Beide Akteure brachten in ihre Schauspielkunst persönliche Lebenserfahrungen mit ein, was ihren Darstellungen besondere Glaubwürdigkeit verlieh. In gleichem Maße lieferten sie ein konkretes Bild von sich. Heraus kam das unverwechselbare Markenzeichen von Stan Laurel und Oliver Hardy, die sich als ungeschickte und törichte Charaktere, kombiniert mit körperbezogener aktionsreicher Komik, präsentierten. Diese Form von tollpatschigem Klamauk, gepaart mit einer Portion kindlicher Gestik, der man einfach nicht böse sein konnte, brachte ihnen schnell die wenig schmeichelnden Beinamen Dick und Doof ein.
Es hatte den Anschein, als schienen Laurel und Hardy in den Augen mancher Filmkritiker das Aushängeschild für Dummheit zu sein, als ob dies der Inbegriff dessen war, was beide Künstler berühmt und erfolgreich gemacht hat. An dieser Stelle sei erwähnt, dass Laurel und Hardy alles andere als dumm waren, denn sie verkörperten in Wahrheit viel mehr als das Image von dem Dicken und dem Doofen, dass man ihnen anlastete.
Am 18. Januar 1892 erblickte Oliver Norvell Hardy in Harlem, Georgia, das Licht der Welt. Oliver Hardy stammte aus einer kinderreichen Familie, weil beide Elternteile, sowohl die Mutter als auch der Vater, zuvor bereits Ehen eingegangen waren. Der kleine Oliver war gerade ein paar Monate alt, als sein Vater verstarb und die ganze Verantwortung nun auf den Schultern seiner Mutter Emily lastete. In der nachfolgenden Zeit hatte es die Familie schwer, über die Runden zu kommen. Erst die Vermählung einer Tochter, die in eine einflussreiche Familie eingeheiratet hatte, führte zu einer spürbaren Verbesserung der Finanzen.

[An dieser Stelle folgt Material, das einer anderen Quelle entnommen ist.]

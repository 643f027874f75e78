//! Department model

use chrono::{DateTime, Utc};
use serde::{Deserialize, Serialize};
use surrealdb::RecordId;
use validator::Validate;

use super::serde_helpers;

/// Department
#[derive(Debug, Clone, Serialize, Deserialize)]
pub struct Department {
    #[serde(
        default,
        skip_serializing_if = "Option::is_none",
        with = "serde_helpers::option_record_id"
    )]
    pub id: Option<RecordId>,
    pub name: String,
    pub code: String,
    #[serde(default)]
    pub description: Option<String>,
    #[serde(
        default,
        skip_serializing_if = "Option::is_none",
        with = "serde_helpers::option_record_id"
    )]
    pub manager: Option<RecordId>,
    pub is_active: bool,
    pub created_at: DateTime<Utc>,
    pub updated_at: DateTime<Utc>,
}

/// POST /api/hr/departments
#[derive(Debug, Deserialize, Validate)]
pub struct DepartmentCreate {
    #[validate(length(min = 1, max = 100))]
    pub name: String,
    #[validate(length(min = 1, max = 16))]
    pub code: String,
    pub description: Option<String>,
    pub manager: Option<String>,
    #[serde(default = "default_active")]
    pub is_active: bool,
}

fn default_active() -> bool {
    true
}

/// PUT /api/hr/departments/{id}
#[derive(Debug, Serialize, Deserialize, Validate)]
pub struct DepartmentUpdate {
    #[serde(skip_serializing_if = "Option::is_none")]
    #[validate(length(min = 1, max = 100))]
    pub name: Option<String>,
    #[serde(skip_serializing_if = "Option::is_none")]
    pub description: Option<String>,
    #[serde(skip_serializing_if = "Option::is_none")]
    pub is_active: Option<bool>,
    #[serde(skip_deserializing, skip_serializing_if = "Option::is_none")]
    pub updated_at: Option<DateTime<Utc>>,
}
//! Opportunity repository

use chrono::Utc;
use serde::{Deserialize, Serialize};
use surrealdb::Surreal;
use surrealdb::engine::local::Db;

use super::{BaseRepository, CountRow, RepoError, RepoResult, record_key};
use crate::common::PageParams;
use crate::db::models::{Activity, Opportunity, OpportunityStage, OpportunityUpdate};

const TABLE: &str = "opportunity";

#[derive(Debug, Default)]
pub struct OpportunityFilter {
    pub stage: Option<OpportunityStage>,
    pub customer: Option<String>,
}

/// Per-stage rollup with pipeline value
#[derive(Debug, Serialize, Deserialize)]
pub struct StageStats {
    pub stage: OpportunityStage,
    pub count: u64,
    pub total_value: f64,
}

#[derive(Clone)]
pub struct OpportunityRepository {
    base: BaseRepository,
}

impl OpportunityRepository {
    pub fn new(db: Surreal<Db>) -> Self {
        Self {
            base: BaseRepository::new(db),
        }
    }

    pub async fn find_page(
        &self,
        filter: OpportunityFilter,
        params: PageParams,
    ) -> RepoResult<(Vec<Opportunity>, u64)> {
        let mut clauses: Vec<&str> = Vec::new();
        if filter.stage.is_some() {
            clauses.push("stage = $stage");
        }
        if filter.customer.is_some() {
            clauses.push("customer = type::thing('customer', $customer)");
        }
        let where_sql = if clauses.is_empty() {
            String::new()
        } else {
            format!(" WHERE {}", clauses.join(" AND "))
        };

        let sql = format!(
            "SELECT * FROM opportunity{w} ORDER BY created_at DESC LIMIT $limit START $start;
             SELECT count() AS total FROM opportunity{w} GROUP ALL;",
            w = where_sql
        );

        let mut query = self
            .base
            .db()
            .query(sql)
            .bind(("limit", params.limit))
            .bind(("start", params.start()));
        if let Some(stage) = filter.stage {
            query = query.bind(("stage", stage));
        }
        if let Some(customer) = filter.customer {
            query = query.bind(("customer", record_key("customer", &customer).to_string()));
        }

        let mut result = query.await?;
        let opportunities: Vec<Opportunity> = result.take(0)?;
        let total: Option<CountRow> = result.take(1)?;
        Ok((opportunities, total.map(|t| t.total).unwrap_or(0)))
    }

    pub async fn find_by_id(&self, id: &str) -> RepoResult<Option<Opportunity>> {
        let opportunity: Option<Opportunity> =
            self.base.db().select((TABLE, record_key(TABLE, id))).await?;
        Ok(opportunity)
    }

    pub async fn create(&self, opportunity: Opportunity) -> RepoResult<Opportunity> {
        let created: Option<Opportunity> =
            self.base.db().create(TABLE).content(opportunity).await?;
        created.ok_or_else(|| RepoError::Database("opportunity insert returned nothing".into()))
    }

    pub async fn update(
        &self,
        id: &str,
        mut patch: OpportunityUpdate,
    ) -> RepoResult<Option<Opportunity>> {
        patch.updated_at = Some(Utc::now());
        let updated: Option<Opportunity> = self
            .base
            .db()
            .update((TABLE, record_key(TABLE, id)))
            .merge(patch)
            .await?;
        Ok(updated)
    }

    pub async fn delete(&self, id: &str) -> RepoResult<Option<Opportunity>> {
        let deleted: Option<Opportunity> =
            self.base.db().delete((TABLE, record_key(TABLE, id))).await?;
        Ok(deleted)
    }

    /// Stamp the conversion result onto a closed-won opportunity
    ///
    /// The guard repeats the conversion preconditions so a racing second
    /// convert (or a late stage change) fails cleanly with None.
    pub async fn mark_converted(&self, id: &str, order_id: &str) -> RepoResult<Option<Opportunity>> {
        let key = record_key(TABLE, id).to_string();
        let order_key = record_key("sales_order", order_id).to_string();
        let mut result = self
            .base
            .db()
            .query(
                "UPDATE type::thing('opportunity', $id)
                 SET converted_to_order_id = type::thing('sales_order', $order),
                     closed_date = $now,
                     updated_at = $now
                 WHERE stage = 'closed-won' AND converted_to_order_id IS NONE
                 RETURN AFTER",
            )
            .bind(("id", key))
            .bind(("order", order_key))
            .bind(("now", Utc::now()))
            .await?;
        let opportunity: Option<Opportunity> = result.take(0)?;
        Ok(opportunity)
    }

    /// Append a logged activity, newest last
    pub async fn add_activity(
        &self,
        id: &str,
        activity: Activity,
    ) -> RepoResult<Option<Opportunity>> {
        let key = record_key(TABLE, id).to_string();
        let mut result = self
            .base
            .db()
            .query(
                "UPDATE type::thing('opportunity', $id)
                 SET activities += $activity, updated_at = $now
                 RETURN AFTER",
            )
            .bind(("id", key))
            .bind(("activity", activity))
            .bind(("now", Utc::now()))
            .await?;
        let opportunity: Option<Opportunity> = result.take(0)?;
        Ok(opportunity)
    }

    /// Count and pipeline value per stage
    pub async fn stats_by_stage(&self) -> RepoResult<Vec<StageStats>> {
        let mut result = self
            .base
            .db()
            .query(
                "SELECT stage, count() AS count, math::sum(amount) AS total_value
                 FROM opportunity GROUP BY stage",
            )
            .await?;
        let rows: Vec<StageStats> = result.take(0)?;
        Ok(rows)
    }
}
//! Customer API module

mod handler;

use axum::{
    Router, middleware,
    routing::{delete, get, put},
};

use crate::auth::middleware::authorize;
use crate::auth::roles::allow;
use crate::core::ServerState;

pub fn router() -> Router<ServerState> {
    Router::new().nest("/api/customers", customer_routes())
}

fn customer_routes() -> Router<ServerState> {
    // Reads include support staff; creation is sales only, updates are
    // manager level and deletion is admin only.
    let read = Router::new()
        .route("/", get(handler::list))
        .route("/statistics", get(handler::statistics))
        .route("/{id}", get(handler::get_by_id))
        .route_layer(middleware::from_fn(authorize(allow::CUSTOMER_TEAM)));

    let create = Router::new()
        .route("/", axum::routing::post(handler::create))
        .route_layer(middleware::from_fn(authorize(allow::SALES_TEAM)));

    let update = Router::new()
        .route("/{id}", put(handler::update))
        .route_layer(middleware::from_fn(authorize(allow::SALES_MANAGERS)));

    let remove = Router::new()
        .route("/{id}", delete(handler::delete))
        .route_layer(middleware::from_fn(authorize(allow::ADMIN_ONLY)));

    read.merge(create).merge(update).merge(remove)
}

Emily Hardy bekam einen Posten als Hotelmanagerin vermittelt. Ihr Sprössling nutzte das Hotel als Bühne, um vor den Hotelgästen gesanglich aufzutreten. Der junge Hardy erntete regen Zuspruch, und auch sein schauspielerisches Talent verleitete ihn schnell zu der Wunschvorstellung, im Theater- und Showgewerbe Fuß zu fassen. Seine Neigung, ein Leben für die Bühne zu führen, machte die tägliche Schulbank uninteressant für ihn – folglich sorgte sein neu gewonnener Enthusiasmus für eine rapide Verschlechterung seiner Leistungen.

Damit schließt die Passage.